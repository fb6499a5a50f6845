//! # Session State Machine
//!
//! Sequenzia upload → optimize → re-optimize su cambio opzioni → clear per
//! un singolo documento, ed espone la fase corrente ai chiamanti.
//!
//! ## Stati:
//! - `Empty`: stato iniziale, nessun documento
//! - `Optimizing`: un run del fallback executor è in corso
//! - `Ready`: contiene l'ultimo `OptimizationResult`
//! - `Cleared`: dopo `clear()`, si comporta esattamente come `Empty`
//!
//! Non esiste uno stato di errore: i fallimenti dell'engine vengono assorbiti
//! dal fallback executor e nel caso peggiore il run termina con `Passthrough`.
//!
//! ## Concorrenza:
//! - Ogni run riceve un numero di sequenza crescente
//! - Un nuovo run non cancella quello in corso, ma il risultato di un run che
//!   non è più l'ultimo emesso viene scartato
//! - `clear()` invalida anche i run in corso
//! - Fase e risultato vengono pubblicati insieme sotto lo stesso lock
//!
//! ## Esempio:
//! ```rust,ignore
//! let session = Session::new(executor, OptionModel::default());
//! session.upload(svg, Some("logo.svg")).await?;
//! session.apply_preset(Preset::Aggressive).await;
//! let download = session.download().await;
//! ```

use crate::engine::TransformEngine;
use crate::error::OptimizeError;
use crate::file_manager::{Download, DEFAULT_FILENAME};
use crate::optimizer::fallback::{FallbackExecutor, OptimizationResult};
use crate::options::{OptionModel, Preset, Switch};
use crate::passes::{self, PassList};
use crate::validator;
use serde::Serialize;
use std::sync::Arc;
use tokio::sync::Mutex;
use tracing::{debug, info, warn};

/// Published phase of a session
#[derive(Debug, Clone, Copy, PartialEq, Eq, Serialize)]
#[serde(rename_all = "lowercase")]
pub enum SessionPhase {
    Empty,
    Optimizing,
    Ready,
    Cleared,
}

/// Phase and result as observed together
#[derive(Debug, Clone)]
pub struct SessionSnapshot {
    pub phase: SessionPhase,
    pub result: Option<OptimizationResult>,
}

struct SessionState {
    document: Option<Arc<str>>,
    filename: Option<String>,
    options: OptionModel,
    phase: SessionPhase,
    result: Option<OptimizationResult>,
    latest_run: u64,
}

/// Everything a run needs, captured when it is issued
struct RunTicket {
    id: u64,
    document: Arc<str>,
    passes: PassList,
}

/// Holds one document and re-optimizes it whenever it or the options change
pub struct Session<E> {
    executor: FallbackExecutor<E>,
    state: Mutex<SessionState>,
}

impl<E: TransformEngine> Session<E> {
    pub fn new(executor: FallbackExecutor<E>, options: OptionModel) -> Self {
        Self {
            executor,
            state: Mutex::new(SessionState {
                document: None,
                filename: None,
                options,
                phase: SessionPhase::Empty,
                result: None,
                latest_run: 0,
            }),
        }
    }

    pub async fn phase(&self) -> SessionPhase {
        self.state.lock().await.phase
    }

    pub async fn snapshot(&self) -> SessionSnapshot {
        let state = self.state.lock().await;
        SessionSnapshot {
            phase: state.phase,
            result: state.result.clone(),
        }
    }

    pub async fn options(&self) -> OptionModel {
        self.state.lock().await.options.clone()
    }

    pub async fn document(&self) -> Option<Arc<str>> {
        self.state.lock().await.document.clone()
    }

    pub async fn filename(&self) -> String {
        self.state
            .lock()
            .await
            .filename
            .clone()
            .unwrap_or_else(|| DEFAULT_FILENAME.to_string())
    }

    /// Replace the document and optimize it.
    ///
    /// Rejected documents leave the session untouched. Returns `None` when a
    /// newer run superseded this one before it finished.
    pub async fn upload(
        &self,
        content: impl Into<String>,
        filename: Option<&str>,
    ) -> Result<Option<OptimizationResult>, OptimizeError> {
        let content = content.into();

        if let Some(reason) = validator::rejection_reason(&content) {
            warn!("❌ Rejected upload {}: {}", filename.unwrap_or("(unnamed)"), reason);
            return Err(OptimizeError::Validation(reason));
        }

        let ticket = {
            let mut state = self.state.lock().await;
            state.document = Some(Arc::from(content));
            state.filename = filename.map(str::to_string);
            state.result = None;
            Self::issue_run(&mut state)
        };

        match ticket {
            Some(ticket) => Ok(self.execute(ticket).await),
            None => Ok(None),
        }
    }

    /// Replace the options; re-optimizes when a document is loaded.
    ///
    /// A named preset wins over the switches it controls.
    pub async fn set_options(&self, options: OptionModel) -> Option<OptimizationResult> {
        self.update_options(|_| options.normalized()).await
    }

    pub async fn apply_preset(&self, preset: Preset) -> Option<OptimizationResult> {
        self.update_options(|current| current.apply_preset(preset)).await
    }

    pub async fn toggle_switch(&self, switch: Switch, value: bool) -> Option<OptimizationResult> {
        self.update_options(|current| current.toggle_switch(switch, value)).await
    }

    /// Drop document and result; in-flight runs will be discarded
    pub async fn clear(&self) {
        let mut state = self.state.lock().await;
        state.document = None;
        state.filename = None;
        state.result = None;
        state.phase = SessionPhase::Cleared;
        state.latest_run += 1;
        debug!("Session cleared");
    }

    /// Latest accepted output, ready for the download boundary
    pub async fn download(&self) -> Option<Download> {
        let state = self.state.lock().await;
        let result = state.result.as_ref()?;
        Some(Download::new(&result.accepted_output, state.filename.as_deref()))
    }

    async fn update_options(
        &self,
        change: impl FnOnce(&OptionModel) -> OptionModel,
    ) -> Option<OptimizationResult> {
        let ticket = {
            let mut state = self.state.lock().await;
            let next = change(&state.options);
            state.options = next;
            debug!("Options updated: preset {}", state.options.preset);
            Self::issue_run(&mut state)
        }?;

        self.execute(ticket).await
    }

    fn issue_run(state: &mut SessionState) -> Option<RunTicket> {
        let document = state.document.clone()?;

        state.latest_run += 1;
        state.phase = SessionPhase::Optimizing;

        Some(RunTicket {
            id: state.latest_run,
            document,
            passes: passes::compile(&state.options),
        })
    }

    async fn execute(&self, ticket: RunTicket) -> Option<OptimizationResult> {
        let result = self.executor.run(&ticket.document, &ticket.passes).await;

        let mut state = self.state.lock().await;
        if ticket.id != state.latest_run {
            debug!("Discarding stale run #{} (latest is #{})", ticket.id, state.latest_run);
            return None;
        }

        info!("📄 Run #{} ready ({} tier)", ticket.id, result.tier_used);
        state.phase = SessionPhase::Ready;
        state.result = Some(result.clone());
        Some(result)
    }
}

***

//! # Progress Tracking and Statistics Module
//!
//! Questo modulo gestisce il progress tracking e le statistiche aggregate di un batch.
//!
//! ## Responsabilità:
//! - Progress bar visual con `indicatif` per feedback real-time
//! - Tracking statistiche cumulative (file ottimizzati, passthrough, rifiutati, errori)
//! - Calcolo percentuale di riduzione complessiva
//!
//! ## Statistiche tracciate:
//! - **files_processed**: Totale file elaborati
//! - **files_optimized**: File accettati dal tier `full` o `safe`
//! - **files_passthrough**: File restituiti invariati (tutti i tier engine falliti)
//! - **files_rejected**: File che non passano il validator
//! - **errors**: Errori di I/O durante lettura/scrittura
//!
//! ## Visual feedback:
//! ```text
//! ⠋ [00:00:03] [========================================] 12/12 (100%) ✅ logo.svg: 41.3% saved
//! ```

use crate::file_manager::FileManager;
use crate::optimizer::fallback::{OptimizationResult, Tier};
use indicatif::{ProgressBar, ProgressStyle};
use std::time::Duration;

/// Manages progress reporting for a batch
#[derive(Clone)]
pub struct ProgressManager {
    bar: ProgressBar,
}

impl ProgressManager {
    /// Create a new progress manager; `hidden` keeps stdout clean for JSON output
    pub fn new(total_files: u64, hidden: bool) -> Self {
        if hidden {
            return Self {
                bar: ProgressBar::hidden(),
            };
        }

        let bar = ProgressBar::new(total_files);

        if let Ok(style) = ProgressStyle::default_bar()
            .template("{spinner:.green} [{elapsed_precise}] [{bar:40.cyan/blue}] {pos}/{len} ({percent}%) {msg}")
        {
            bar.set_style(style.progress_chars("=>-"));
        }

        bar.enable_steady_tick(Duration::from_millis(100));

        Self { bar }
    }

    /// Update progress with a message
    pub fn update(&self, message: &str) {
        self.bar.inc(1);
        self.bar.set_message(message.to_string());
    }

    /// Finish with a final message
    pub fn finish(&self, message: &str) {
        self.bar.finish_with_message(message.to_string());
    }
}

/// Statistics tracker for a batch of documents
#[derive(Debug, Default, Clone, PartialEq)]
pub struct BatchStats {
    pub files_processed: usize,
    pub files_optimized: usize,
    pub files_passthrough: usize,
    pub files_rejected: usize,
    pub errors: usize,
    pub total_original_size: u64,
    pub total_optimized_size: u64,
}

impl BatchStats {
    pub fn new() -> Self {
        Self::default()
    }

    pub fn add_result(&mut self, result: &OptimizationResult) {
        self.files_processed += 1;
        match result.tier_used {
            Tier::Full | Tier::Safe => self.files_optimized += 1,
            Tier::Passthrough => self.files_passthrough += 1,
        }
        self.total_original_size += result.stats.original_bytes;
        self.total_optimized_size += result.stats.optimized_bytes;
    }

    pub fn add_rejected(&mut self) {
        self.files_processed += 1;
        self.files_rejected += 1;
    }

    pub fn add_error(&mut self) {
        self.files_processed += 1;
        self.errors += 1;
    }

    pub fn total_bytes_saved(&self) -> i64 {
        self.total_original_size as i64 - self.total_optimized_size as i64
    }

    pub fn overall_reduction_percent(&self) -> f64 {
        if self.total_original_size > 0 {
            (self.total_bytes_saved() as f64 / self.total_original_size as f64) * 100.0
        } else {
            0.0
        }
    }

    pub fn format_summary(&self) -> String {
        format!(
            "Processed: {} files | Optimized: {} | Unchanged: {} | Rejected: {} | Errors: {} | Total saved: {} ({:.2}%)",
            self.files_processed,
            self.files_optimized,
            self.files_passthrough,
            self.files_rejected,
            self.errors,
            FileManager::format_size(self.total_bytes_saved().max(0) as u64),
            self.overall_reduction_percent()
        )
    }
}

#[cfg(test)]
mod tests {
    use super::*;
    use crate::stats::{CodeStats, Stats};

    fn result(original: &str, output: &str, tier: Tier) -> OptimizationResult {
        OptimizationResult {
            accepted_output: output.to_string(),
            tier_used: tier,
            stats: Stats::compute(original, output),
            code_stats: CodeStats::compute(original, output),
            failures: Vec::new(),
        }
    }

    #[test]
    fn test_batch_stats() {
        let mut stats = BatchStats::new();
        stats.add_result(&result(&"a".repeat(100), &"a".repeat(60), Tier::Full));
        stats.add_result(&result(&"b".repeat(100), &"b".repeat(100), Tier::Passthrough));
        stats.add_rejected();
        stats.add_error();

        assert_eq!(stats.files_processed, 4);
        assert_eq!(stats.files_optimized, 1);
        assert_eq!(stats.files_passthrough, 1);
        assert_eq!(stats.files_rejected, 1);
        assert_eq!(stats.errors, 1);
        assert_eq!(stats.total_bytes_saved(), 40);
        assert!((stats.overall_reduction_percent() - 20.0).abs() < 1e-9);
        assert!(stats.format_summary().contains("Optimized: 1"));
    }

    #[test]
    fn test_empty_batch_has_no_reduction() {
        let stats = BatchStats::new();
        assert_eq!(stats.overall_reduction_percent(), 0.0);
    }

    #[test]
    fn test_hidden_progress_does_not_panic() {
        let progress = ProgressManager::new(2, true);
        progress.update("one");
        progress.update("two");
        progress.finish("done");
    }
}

***

* What is needed *
In the listing above, locate the line containing "use tokio::sync::Mutex;" and the line containing "pub async fn options(&self)". Transcribe those two lines and everything between them, exactly as written.

* Your response *
use tokio::sync::Mutex;
use tracing::{debug, info, warn};

/// Published phase of a session
#[derive(Debug, Clone, Copy, PartialEq, Eq, Serialize)]
#[serde(rename_all = "lowercase")]
pub enum SessionPhase {
    Empty,
    Optimizing,
    Ready,
    Cleared,
}

/// Phase and result as observed together
#[derive(Debug, Clone)]
pub struct SessionSnapshot {
    pub phase: SessionPhase,
    pub result: Option<OptimizationResult>,
}

struct SessionState {
    document: Option<Arc<str>>,
    filename: Option<String>,
    options: OptionModel,
    phase: SessionPhase,
    result: Option<OptimizationResult>,
    latest_run: u64,
}

/// Everything a run needs, captured when it is issued
struct RunTicket {
    id: u64,
    document: Arc<str>,
    passes: PassList,
}

/// Holds one document and re-optimizes it whenever it or the options change
pub struct Session<E> {
    executor: FallbackExecutor<E>,
    state: Mutex<SessionState>,
}

impl<E: TransformEngine> Session<E> {
    pub fn new(executor: FallbackExecutor<E>, options: OptionModel) -> Self {
        Self {
            executor,
            state: Mutex::new(SessionState {
                document: None,
                filename: None,
                options,
                phase: SessionPhase::Empty,
                result: None,
                latest_run: 0,
            }),
        }
    }

    pub async fn phase(&self) -> SessionPhase {
        self.state.lock().await.phase
    }

    pub async fn snapshot(&self) -> SessionSnapshot {
        let state = self.state.lock().await;
        SessionSnapshot {
            phase: state.phase,
            result: state.result.clone(),
        }
    }

    pub async fn options(&self) -> OptionModel {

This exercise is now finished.